## [What you are asked to do]
Output the material exactly, keeping every line intact.

───── Task inputs

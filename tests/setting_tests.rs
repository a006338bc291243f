use std::sync::Arc;

use sqlx::sqlite::SqlitePoolOptions;
use sqlx::SqlitePool;

use hermes_gateway::dao::init_db;
use hermes_gateway::dao::setting::*;

/// 初始化测试环境的辅助函数（内存库，单连接）
async fn setup_pool() -> Arc<SqlitePool> {
    let pool = SqlitePoolOptions::new()
        .max_connections(1)
        .connect("sqlite::memory:")
        .await
        .expect("failed to open in-memory sqlite");
    init_db(&pool, "data/init.sql").await.expect("DB init failed");
    Arc::new(pool)
}

#[tokio::test]
async fn test_set_then_get_roundtrip() {
    let pool = setup_pool().await;

    set_setting(&pool, SETTING_CHAT_MAX_RETRIES, "5").await.unwrap();
    assert_eq!(
        get_setting(&pool, SETTING_CHAT_MAX_RETRIES).await.unwrap(),
        Some("5".to_string())
    );

    // 重复写入是覆盖
    set_setting(&pool, SETTING_CHAT_MAX_RETRIES, "7").await.unwrap();
    assert_eq!(
        get_setting_number(&pool, SETTING_CHAT_MAX_RETRIES, 3).await.unwrap(),
        7
    );
}

#[tokio::test]
async fn test_numeric_accessor_falls_back_to_default() {
    let pool = setup_pool().await;

    assert_eq!(get_setting_number(&pool, SETTING_CHAT_MAX_RETRIES, 3).await.unwrap(), 3);

    set_setting(&pool, SETTING_CHAT_MAX_RETRIES, "not-a-number").await.unwrap();
    assert_eq!(get_setting_number(&pool, SETTING_CHAT_MAX_RETRIES, 3).await.unwrap(), 3);
}

#[tokio::test]
async fn test_list_and_delete() {
    let pool = setup_pool().await;

    set_setting(&pool, SETTING_RATE_LIMIT_MAX, "120").await.unwrap();
    set_setting(&pool, SETTING_RATE_LIMIT_WINDOW, "60").await.unwrap();

    let all = list_settings(&pool).await.unwrap();
    assert_eq!(all.len(), 2);
    assert_eq!(all.get(SETTING_RATE_LIMIT_MAX), Some(&"120".to_string()));

    delete_setting(&pool, SETTING_RATE_LIMIT_MAX).await.unwrap();
    assert!(get_setting(&pool, SETTING_RATE_LIMIT_MAX).await.unwrap().is_none());
}

#[test]
fn test_reserved_keys_are_known() {
    for key in [
        SETTING_PERIODIC_SYNC_INTERVAL_HOURS,
        SETTING_CHAT_MAX_RETRIES,
        SETTING_INITIAL_PENALTY_MS,
        SETTING_MAX_PENALTY_MS,
        SETTING_RESYNC_THRESHOLD,
        SETTING_RATE_LIMIT_MAX,
        SETTING_RATE_LIMIT_WINDOW,
    ] {
        assert!(KNOWN_SETTING_KEYS.contains(&key));
    }
}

──────────

## [Written reply]
filename tests/setting_tests.rs
repository a006338bc291243f
use std::sync::Arc;

use sqlx::sqlite::SqlitePoolOptions;
use sqlx::SqlitePool;

use hermes_gateway::dao::init_db;
use hermes_gateway::dao::setting::*;

/// 初始化测试环境的辅助函数（内存库，单连接）
async fn setup_pool() -> Arc<SqlitePool> {
    let pool = SqlitePoolOptions::new()
        .max_connections(1)
        .connect("sqlite::memory:")
        .await
        .expect("failed to open in-memory sqlite");
    init_db(&pool, "data/init.sql").await.expect("DB init failed");
    Arc::new(pool)
}

#[tokio::test]
async fn test_set_then_get_roundtrip() {
    let pool = setup_pool().await;

    set_setting(&pool, SETTING_CHAT_MAX_RETRIES, "5").await.unwrap();
    assert_eq!(
        get_setting(&pool, SETTING_CHAT_MAX_RETRIES).await.unwrap(),
        Some("5".to_string())
    );

    // 重复写入是覆盖
    set_setting(&pool, SETTING_CHAT_MAX_RETRIES, "7").await.unwrap();
    assert_eq!(
        get_setting_number(&pool, SETTING_CHAT_MAX_RETRIES, 3).await.unwrap(),
        7
    );
}

#[tokio::test]
async fn test_numeric_accessor_falls_back_to_default() {
    let pool = setup_pool().await;

    assert_eq!(get_setting_number(&pool, SETTING_CHAT_MAX_RETRIES, 3).await.unwrap(), 3);

    set_setting(&pool, SETTING_CHAT_MAX_RETRIES, "not-a-number").await.unwrap();
    assert_eq!(get_setting_number(&pool, SETTING_CHAT_MAX_RETRIES, 3).await.unwrap(), 3);
}

#[tokio::test]
async fn test_list_and_delete() {
    let pool = setup_pool().await;

    set_setting(&pool, SETTING_RATE_LIMIT_MAX, "120").await.unwrap();
    set_setting(&pool, SETTING_RATE_LIMIT_WINDOW, "60").await.unwrap();

    let all = list_settings(&pool).await.unwrap();
    assert_eq!(all.len(), 2);
    assert_eq!(all.get(SETTING_RATE_LIMIT_MAX), Some(&"120".to_string()));

    delete_setting(&pool, SETTING_RATE_LIMIT_MAX).await.unwrap();
    assert!(get_setting(&pool, SETTING_RATE_LIMIT_MAX).await.unwrap().is_none());
}

#[test]
fn test_reserved_keys_are_known() {
    for key in [
        SETTING_PERIODIC_SYNC_INTERVAL_HOURS,
        SETTING_CHAT_MAX_RETRIES,
        SETTING_INITIAL_PENALTY_MS,
        SETTING_MAX_PENALTY_MS,
        SETTING_RESYNC_THRESHOLD,
        SETTING_RATE_LIMIT_MAX,
        SETTING_RATE_LIMIT_WINDOW,
    ] {
        assert!(KNOWN_SETTING_KEYS.contains(&key));
    }
}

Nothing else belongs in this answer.